==== PROVIDED DATA

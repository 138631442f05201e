use afccore::channels::{default_ranges, FreqRange};
use afccore::protocol::DEFAULT_RULESET;
use anyhow::Context;
use serde::{Deserialize, Serialize};
use std::fs;
use std::path::Path;

/// Behaviour of the mock AFC engine.
#[derive(Clone, Debug, Serialize, Deserialize)]
#[serde(default)]
pub struct EngineScenario {
    /// Seed for the per-request EIRP generator.
    pub seed: u64,
    pub eirp_floor: f64,
    pub eirp_ceiling: f64,
    /// Probability that a channel is reported as excluded (null EIRP).
    pub exclusion_rate: f64,
    /// Attach the `openAfc.mapinfo` extension to successful responses.
    pub include_map: bool,
    pub rulesets: Vec<String>,
    pub denied_serials: Vec<String>,
    pub allowed_ranges: Vec<FreqRange>,
    /// Answer every inquiry with this HTTP status instead of an envelope.
    pub force_status: Option<u16>,
    pub description: Option<String>,
}

impl Default for EngineScenario {
    fn default() -> Self {
        Self {
            seed: 0,
            eirp_floor: 4.0,
            eirp_ceiling: 36.0,
            exclusion_rate: 0.1,
            include_map: true,
            rulesets: vec![DEFAULT_RULESET.into()],
            denied_serials: Vec::new(),
            allowed_ranges: default_ranges(),
            force_status: None,
            description: None,
        }
    }
}

impl EngineScenario {
    pub fn load<P: AsRef<Path>>(path: P) -> anyhow::Result<Self> {
        let path_ref = path.as_ref();
        let contents = fs::read_to_string(path_ref)
            .with_context(|| format!("reading engine scenario {}", path_ref.display()))?;
        let scenario: EngineScenario = serde_yaml::from_str(&contents)
            .with_context(|| format!("parsing engine scenario {}", path_ref.display()))?;
        scenario.validate()?;
        Ok(scenario)
    }

    pub fn validate(&self) -> anyhow::Result<()> {
        if self.eirp_floor > self.eirp_ceiling {
            anyhow::bail!(
                "eirp_floor {} exceeds eirp_ceiling {}",
                self.eirp_floor,
                self.eirp_ceiling
            );
        }
        if !(0.0..=1.0).contains(&self.exclusion_rate) {
            anyhow::bail!("exclusion_rate {} outside [0, 1]", self.exclusion_rate);
        }
        Ok(())
    }
}
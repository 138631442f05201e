use crate::prelude::{AfcError, AfcResult};
use serde::{Deserialize, Serialize};
use std::fs;
use std::path::Path;

/// Subset of the AFC engine configuration the console reads.
#[derive(Debug, Clone, PartialEq, Serialize, Deserialize)]
pub struct AfcConfig {
    #[serde(rename = "minEIRP")]
    pub min_eirp: f64,
    #[serde(rename = "maxEIRP")]
    pub max_eirp: f64,
    #[serde(rename = "enableMapInVirtualAp", default)]
    pub enable_map_in_virtual_ap: Option<bool>,
}

impl Default for AfcConfig {
    fn default() -> Self {
        Self {
            min_eirp: 18.0,
            max_eirp: 36.0,
            enable_map_in_virtual_ap: Some(false),
        }
    }
}

impl AfcConfig {
    pub fn load<P: AsRef<Path>>(path: P) -> AfcResult<Self> {
        let path_ref = path.as_ref();
        let contents = fs::read_to_string(path_ref).map_err(|source| AfcError::Io {
            path: path_ref.to_path_buf(),
            source,
        })?;
        serde_json::from_str(&contents).map_err(|source| AfcError::Json {
            what: format!("AFC config {}", path_ref.display()),
            source,
        })
    }

    pub fn include_map(&self) -> bool {
        self.enable_map_in_virtual_ap.unwrap_or(false)
    }
}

========

TO DO:
Within the data above, how many lines contain "rename"? Respond with the tally alone.

RESPONSE TO THE EXERCISE:
3